How did my funny faces come about
I walk for my health; I have been walking for years, but I find it boring so I try and have a purpose for my walks… and I’ve gone through a lot of purposes instituting nature into my art…. The faces I came up with was one of idea one of the first examples of my incorporating nature into my artwork.
Where I am, in Texas, there aren’t the nice smooth rocks like there are at the seashore or in rivers. I know people paint on those all of the time, sometimes faces, others with realism or design, which I could see doing if those kinds of rocks were available to me…
So I used what I had available. I’d go on a walk and come back with my pockets or fanny-pack bulging with all kinds of jagged rocks.
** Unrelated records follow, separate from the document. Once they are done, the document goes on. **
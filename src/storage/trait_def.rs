use crate::models::{
    LinkClickEvent, Manufacturer, ManufacturerRatingInput, PointsLedgerEvent, Product,
    Shortlink, StoredLedgerEvent,
};
use anyhow::Result;
use async_trait::async_trait;
use thiserror::Error;

#[derive(Debug, Error)]
pub enum StorageError {
    #[error("record not found")]
    NotFound,
    #[error("record already exists or was modified concurrently")]
    Conflict,
    #[error("store is not configured")]
    Unavailable,
    #[error(transparent)]
    Other(#[from] anyhow::Error),
}

impl From<sqlx::Error> for StorageError {
    fn from(e: sqlx::Error) -> Self {
        StorageError::Other(e.into())
    }
}

pub type StorageResult<T> = Result<T, StorageError>;

/// Catalog filter pushed down to the store. Archived products are never returned.
#[derive(Debug, Clone, Default)]
pub struct CatalogQuery {
    /// Lower-cased substring to match against product names
    pub name_contains: Option<String>,
    /// Lower-cased category, matched exactly
    pub category: Option<String>,
}

/// Product aggregate as committed by [`Storage::apply_rating`]
#[derive(Debug, Clone, PartialEq, sqlx::FromRow)]
pub struct RatingUpdate {
    pub manufacturer_id: String,
    pub review_count: i64,
    pub rating: f64,
}

/// Position in a newest-first ledger listing
#[derive(Debug, Clone, Copy, PartialEq, Eq)]
pub struct LedgerPosition {
    pub created_at: i64,
    pub seq: i64,
}

#[async_trait]
pub trait Storage: Send + Sync {
    /// Initialize the storage (create tables, indexes)
    async fn init(&self) -> StorageResult<()>;

    // Catalog

    /// Insert or update catalog fields. `rating` and `review_count` are only
    /// taken on insert; afterwards they change through `apply_rating` alone.
    async fn upsert_product(&self, product: &Product) -> StorageResult<()>;

    async fn get_product(&self, id: &str) -> StorageResult<Option<Product>>;

    async fn list_products(&self, query: &CatalogQuery) -> StorageResult<Vec<Product>>;

    /// Fold one rating into the product's running mean in a single atomic write.
    /// `None` when the product does not exist; [`StorageError::Conflict`] when the
    /// store was too busy to take the write.
    async fn apply_rating(
        &self,
        product_id: &str,
        rating: i64,
    ) -> StorageResult<Option<RatingUpdate>>;

    // Manufacturers

    /// Insert or update profile fields and replace the keyword set.
    /// `rating` and `review_count` are only taken on insert.
    async fn upsert_manufacturer(
        &self,
        manufacturer: &Manufacturer,
        keywords: &[String],
    ) -> StorageResult<()>;

    /// Match case-folded shop_id / slug against `lowered`, or id / tradinta_id against `exact`
    async fn find_manufacturer_by_identifier(
        &self,
        lowered: &str,
        exact: &str,
    ) -> StorageResult<Option<Manufacturer>>;

    async fn find_manufacturer_by_keyword(
        &self,
        keyword: &str,
    ) -> StorageResult<Option<Manufacturer>>;

    async fn manufacturer_rating_inputs(&self) -> StorageResult<Vec<ManufacturerRatingInput>>;

    async fn set_manufacturer_rating(
        &self,
        manufacturer_id: &str,
        rating: f64,
        review_count: i64,
    ) -> StorageResult<bool>;

    // Settings

    async fn get_setting(&self, key: &str) -> StorageResult<Option<String>>;

    async fn put_setting(&self, key: &str, value: &str) -> StorageResult<()>;

    // Points ledger (append-only: no update or delete is exposed)

    async fn append_ledger_event(&self, event: &PointsLedgerEvent) -> StorageResult<()>;

    /// Newest first, strictly after `after` when given
    async fn list_ledger_events(
        &self,
        user_id: Option<&str>,
        after: Option<LedgerPosition>,
        limit: i64,
    ) -> StorageResult<Vec<StoredLedgerEvent>>;

    async fn points_balance(&self, user_id: &str) -> StorageResult<i64>;

    // Shortlinks

    async fn create_shortlink(&self, shortlink: &Shortlink) -> StorageResult<Shortlink>;

    async fn get_shortlink(&self, id: &str) -> StorageResult<Option<Shortlink>>;

    /// Bypasses any read cache
    async fn get_shortlink_authoritative(&self, id: &str) -> StorageResult<Option<Shortlink>> {
        self.get_shortlink(id).await
    }

    async fn increment_clicks(&self, id: &str) -> StorageResult<()>;

    async fn record_click_event(&self, event: &LinkClickEvent) -> StorageResult<()>;

    async fn list_click_events(
        &self,
        shortlink_id: Option<&str>,
        limit: i64,
    ) -> StorageResult<Vec<LinkClickEvent>>;
}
I took them home, cleaned them off and would just look at them until the remnants of some sort of character would appear. Some rock features are especially good for this – a protrusion that could be made into a nose or a chin, a hole could be a mouth or an eye socket. I am amazed how frequently the face in its entirety will just appear to me – almost as if it draws itself!
So I started painting in the faces as I saw them, not ONE face per rock (that I’ve been told I SHOULD do) but many faces on a single rock – wherever the face would appear to me. I’ve had a few with as one (though rare) and as many as 20-30 faces, but usually I’d say the average is 5 or so.
But for the purposes of this sample canvas, I started drawing the faces from my rocks (which are all unique to the particular rock I’ve drawn out) onto canvases, into repeat designs, onto lampshades – wherever...until it became a regular thing I do (though one of many original processes I have developed).
And when I say original, I hasten to add that it doesn’t mean others haven’t evolved their art also into similar techniques, though thus far I haven’t seen any, but I have seen people copy others of my techniques (one artist was someone I even was supposed too be interning for to learn about the art business-which I didn't!) but that is another story however… But this describes how I came up with my process.
Having been a technical writer, and a writer otherwise all of my life I take seriously the idea of never ever plagiarizing someone else's work. I also wouldn't have to, because I knew I had more ideas than I could do in a lifetime at age 18 -- so I go to great lengths to never copy another artists' work.